Découvrez une copie de l’article du Journal le Palais publié le 15 Mars 2022 par Frédéric Chevalier. Source de l’article : cliquez ici pour consulter l’original.

La société Agrodoubs, basée à Flagey dans le Doubs innove en commercialisant un lait UHT de qualité qui rémunère bien les producteurs. En s’associant avec le fromager haut-saônois Milleret, il donne naissance à une filière lait locale en circuit court et au cahier des charges proche de celui de l’AOP Comté.

Le goût de l’innovation et un sens certain du rebond et de l’adaptation font partie de l’ADN de Georges Bourgon, président d’Agrodoubs et de sa famille. Tout a commencé dans les années 1970. À Flagey, dans le village natal du peintre Gustave Courbet, Albert et son épouse Marguerite Bourgon, lancent une entreprise locale de production et conditionnement d’œufs de poules : la société Coquy. « À l’époque de mes parents, un œuf mettait une semaine pour venir de Bretagne. Mon père a donc eu l’idée de produire un œuf régional en circuit court et qui plus est daté, sur la coquille, du jour de ponte. Cela n’avait jamais été fait avant ! Puis, pour ne pas mettre tous ses œufs dans le même panier, il va, dans les années 1990, dans l’activité de pasteurisation d’œufs, pour les valoriser auprès des professionnels des métiers de bouche (boulangeries, restaurants…) sous forme de coule d’œufs, blanc et jaune d’œufs en pasteurisation frais (conservation à 0,4°C) », raconte Georges Bourgon.
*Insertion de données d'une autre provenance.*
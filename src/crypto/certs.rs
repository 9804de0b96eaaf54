//! # X.509 Trust Anchors
//!
//! IdP certificates configured on the SP side: PEM/DER loading, fingerprint
//! computation and comparison, validity-window checks, and extraction of the
//! RSA public key used for signature verification.

use base64::{engine::general_purpose::STANDARD as BASE64, Engine as _};
use chrono::{DateTime, TimeZone, Utc};
use rsa::pkcs8::DecodePublicKey;
use rsa::RsaPublicKey;
use serde::{Deserialize, Serialize};
use sha1::Sha1;
use sha2::{Digest, Sha256, Sha512};
use x509_parser::prelude::{FromDer, X509Certificate};

use crate::error::{SamlError, SamlResult};

/// Digest used to fingerprint an IdP certificate
#[derive(Debug, Clone, Copy, PartialEq, Eq, Serialize, Deserialize)]
#[serde(rename_all = "lowercase")]
pub enum FingerprintAlgorithm {
    Sha1,
    Sha256,
    Sha512,
}

impl Default for FingerprintAlgorithm {
    fn default() -> Self {
        Self::Sha1
    }
}

impl FingerprintAlgorithm {
    pub fn as_str(&self) -> &'static str {
        match self {
            Self::Sha1 => "sha1",
            Self::Sha256 => "sha256",
            Self::Sha512 => "sha512",
        }
    }
}

/// An IdP signing certificate held as DER bytes
#[derive(Clone, PartialEq, Eq)]
pub struct IdpCertificate {
    der: Vec<u8>,
}

impl std::fmt::Debug for IdpCertificate {
    fn fmt(&self, f: &mut std::fmt::Formatter<'_>) -> std::fmt::Result {
        f.debug_struct("IdpCertificate")
            .field("sha1", &self.fingerprint(FingerprintAlgorithm::Sha1))
            .finish()
    }
}

impl IdpCertificate {
    /// Load from PEM, or from a bare base64 DER blob as found in IdP
    /// metadata `<ds:X509Certificate>` elements.
    pub fn from_pem(text: &str) -> SamlResult<Self> {
        let der = decode_cert_base64(text)?;
        Self::from_der(der)
    }

    /// Load from DER bytes, validating that they parse as a certificate
    pub fn from_der(der: Vec<u8>) -> SamlResult<Self> {
        X509Certificate::from_der(&der)
            .map_err(|e| SamlError::Certificate(e.to_string()))?;
        Ok(Self { der })
    }

    pub fn der(&self) -> &[u8] {
        &self.der
    }

    /// Lowercase hex fingerprint without separators
    pub fn fingerprint(&self, algorithm: FingerprintAlgorithm) -> String {
        match algorithm {
            FingerprintAlgorithm::Sha1 => hex::encode(Sha1::digest(&self.der)),
            FingerprintAlgorithm::Sha256 => hex::encode(Sha256::digest(&self.der)),
            FingerprintAlgorithm::Sha512 => hex::encode(Sha512::digest(&self.der)),
        }
    }

    /// Compare against a configured fingerprint. The expected value may use
    /// any case and `:` or space separators.
    pub fn matches_fingerprint(
        &self,
        expected: &str,
        algorithm: FingerprintAlgorithm,
    ) -> bool {
        let normalized: String = expected
            .chars()
            .filter(|c| c.is_ascii_hexdigit())
            .collect::<String>()
            .to_lowercase();
        !normalized.is_empty() && normalized == self.fingerprint(algorithm)
    }

    /// RSA public key from the certificate's SubjectPublicKeyInfo
    pub fn public_key(&self) -> SamlResult<RsaPublicKey> {
        let (_, cert) = X509Certificate::from_der(&self.der)
            .map_err(|e| SamlError::Certificate(e.to_string()))?;
        RsaPublicKey::from_public_key_der(cert.public_key().raw)
            .map_err(|e| SamlError::Certificate(format!("not an RSA key: {}", e)))
    }

    /// Certificate validity window as UTC timestamps
    pub fn validity(&self) -> SamlResult<(DateTime<Utc>, DateTime<Utc>)> {
        let (_, cert) = X509Certificate::from_der(&self.der)
            .map_err(|e| SamlError::Certificate(e.to_string()))?;
        let not_before = Utc
            .timestamp_opt(cert.validity().not_before.timestamp(), 0)
            .single()
            .ok_or_else(|| SamlError::Certificate("invalid notBefore".to_string()))?;
        let not_after = Utc
            .timestamp_opt(cert.validity().not_after.timestamp(), 0)
            .single()
            .ok_or_else(|| SamlError::Certificate("invalid notAfter".to_string()))?;
        Ok((not_before, not_after))
    }

    /// `true` when `now` is past the certificate's notAfter
    pub fn is_expired_at(&self, now: DateTime<Utc>) -> SamlResult<bool> {
        let (_, not_after) = self.validity()?;
        Ok(now > not_after)
    }
}

/// Strip PEM armor and whitespace, then base64-decode
fn decode_cert_base64(text: &str) -> SamlResult<Vec<u8>> {
    let body: String = text
        .lines()
        .filter(|line| !line.contains("-----"))
        .collect::<Vec<_>>()
        .join("");
    let body: String = body.split_whitespace().collect();
    BASE64
        .decode(body.as_bytes())
        .map_err(|e| SamlError::Certificate(format!("invalid base64: {}", e)))
}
En 1992, celui-ci prend la relève de l’entreprise familiale qui distribue quelque 65 millions d’œufs à 300 hyper et supermarchés régionaux et diversifie encore la production, avec notamment la crème pâtissière qui deviendra le produit phare de cette société toujours en avance sur son temps. Elle fut, par exemple la première à arrêter l’élevage en cage, 20 ans avant ses concurrents. En 2001, Georges Bourgon lâche les rênes de Coquy et crée avec Arnaud Lavergne, spécialiste des questions d’hygiène, la société Agrodoubs, afin de tirer le meilleur parti de la diversification amorcée chez Coquy. L’année suivante, l’activité des préparations pour desserts est lancée : « nous avons du lait, des œufs et le savoir-faire nécessaire pour travailler des produits sensibles d’un point de vue bactériologique  », explique Arnaud Lavergne. C’est donc à partir des matières premières de la Franche-Comté que la première préparation pour crème brûlée Agrodoubs est développée.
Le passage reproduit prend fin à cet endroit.